I found this diavlog entertaining, but not particularly enlightening—the two of them seemed to mostly just be talking past each other. Pigliucci kept on conflating intelligence and consciousness, continually repeating his photosynthesis analogy, which makes sense in the context of consciousness, but not intelligence, and Eliezer would respond by explaining why that doesn’t make sense in the context of intelligence, and then they’d just go in circles. I wish Eliezer had been more strict about forcing him to explicitly differentiate between intelligence/consciousness. Frustrating.… but worth watching regardless.
Note that I’m not saying I agree with Pigliucci’s photosynthesis analogy, even when applied to consciousness, just that it seems at least to be coherent in that context, unlike in the context of intelligence, in which case it’s just silly. Personally, I don’t see any reason for consciousness to be substrate-dependant, but I feel much less confident in asserting that it isn’t, just because I don’t really know what consciousness is, so it seems more arrogant to make any definitive pronouncement about it.
That diavlog was a total shocker!
Pigliucci is not a nobody: he is a university professor, authored several books, holds 3 PhD’s.
Still, he made an utterly confused impression on me. I don’t think people must agree on everything, especially when it comes to hard questions like consciousness,but his views were so weak and incoherent that it was just too painful to watch. My head still aches… :(
I’m going to have to remember to use the word cishumanism more often.
Welcome back.
SIAI may have built an automaton to keep donors from panicking
You should post this as a top-level post for +10x karma.
random, possibly off-topic question:
Is there an index somewhere of all of Eliezer’s appearances on BHTV? Or a search tool on the BHTV site that I can use to find them?
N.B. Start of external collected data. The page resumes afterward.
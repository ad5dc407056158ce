/*!
 * Retry Policy with Exponential Backoff
 *
 * The substrate adapter retries transient Redis failures with this policy
 * before surfacing `substrate-unavailable`. Delays grow 100 ms -> 30 s with
 * ±20% jitter; the attempt cap and wall-clock budget bound the total stall
 * to roughly five minutes.
 */

use rand::Rng;
use std::time::Duration;

/// Capped exponential backoff with jitter and a wall-clock budget.
#[derive(Debug, Clone, Copy)]
pub struct RetryPolicy {
    /// First retry delay
    pub base_delay: Duration,
    /// Delay cap
    pub max_delay: Duration,
    /// Maximum retry attempts before giving up
    pub max_attempts: u32,
    /// Total wall-clock budget across all attempts
    pub budget: Duration,
}

impl Default for RetryPolicy {
    fn default() -> Self {
        Self {
            base_delay: Duration::from_millis(100),
            max_delay: Duration::from_secs(30),
            max_attempts: 20,
            budget: Duration::from_secs(300),
        }
    }
}

impl RetryPolicy {
    /// Short policy for best-effort publishers (heartbeats) that must not
    /// stall their service for minutes.
    pub fn short() -> Self {
        Self {
            base_delay: Duration::from_millis(100),
            max_delay: Duration::from_secs(1),
            max_attempts: 3,
            budget: Duration::from_secs(5),
        }
    }

    /// Delay before retry `attempt` (1-indexed): min(base * 2^(attempt-1), max)
    /// with ±20% jitter to spread reconnect storms.
    pub fn delay(&self, attempt: u32) -> Duration {
        let exp = attempt.saturating_sub(1).min(31);
        let raw_ms = self
            .base_delay
            .as_millis()
            .saturating_mul(1u128 << exp)
            .min(self.max_delay.as_millis()) as u64;

        let mut rng = rand::thread_rng();
        let jitter_factor = rng.gen_range(0.8..1.2);
        Duration::from_millis((raw_ms as f64 * jitter_factor) as u64)
    }

    /// True when another retry is allowed for `attempt` given time `spent`.
    pub fn allows(&self, attempt: u32, spent: Duration) -> bool {
        attempt <= self.max_attempts && spent < self.budget
    }
}

/// Transient Redis failures worth retrying: connection-level trouble and
/// server states that resolve on their own (failover, read-only replica).
pub fn is_transient(err: &redis::RedisError) -> bool {
    use redis::ErrorKind;

    if err.is_io_error()
        || err.is_timeout()
        || err.is_connection_dropped()
        || err.is_connection_refusal()
        || err.is_cluster_error()
    {
        return true;
    }

    matches!(
        err.kind(),
        ErrorKind::TryAgain | ErrorKind::ReadOnly | ErrorKind::MasterDown | ErrorKind::BusyLoadingError
    )
}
Direct link: http://bloggingheads.tv/search/?participant1=Yudkowsky,%20Eliezer
Thanks! I had tried using the search tool before, but I guess I hadn’t tried searching for “Yudkowsky, Eliezer”
… oh, and it turns out that there was a note right beside the search box saying “NAME FORMAT = last, first”. oops...
anyway, now I know, thanks :)
In general, google’s site: operator is great for websites that have missing or uncooperative search functionality:
site:bloggingheads.tv eliezer
Orange button called “search” in the upper right hand corner.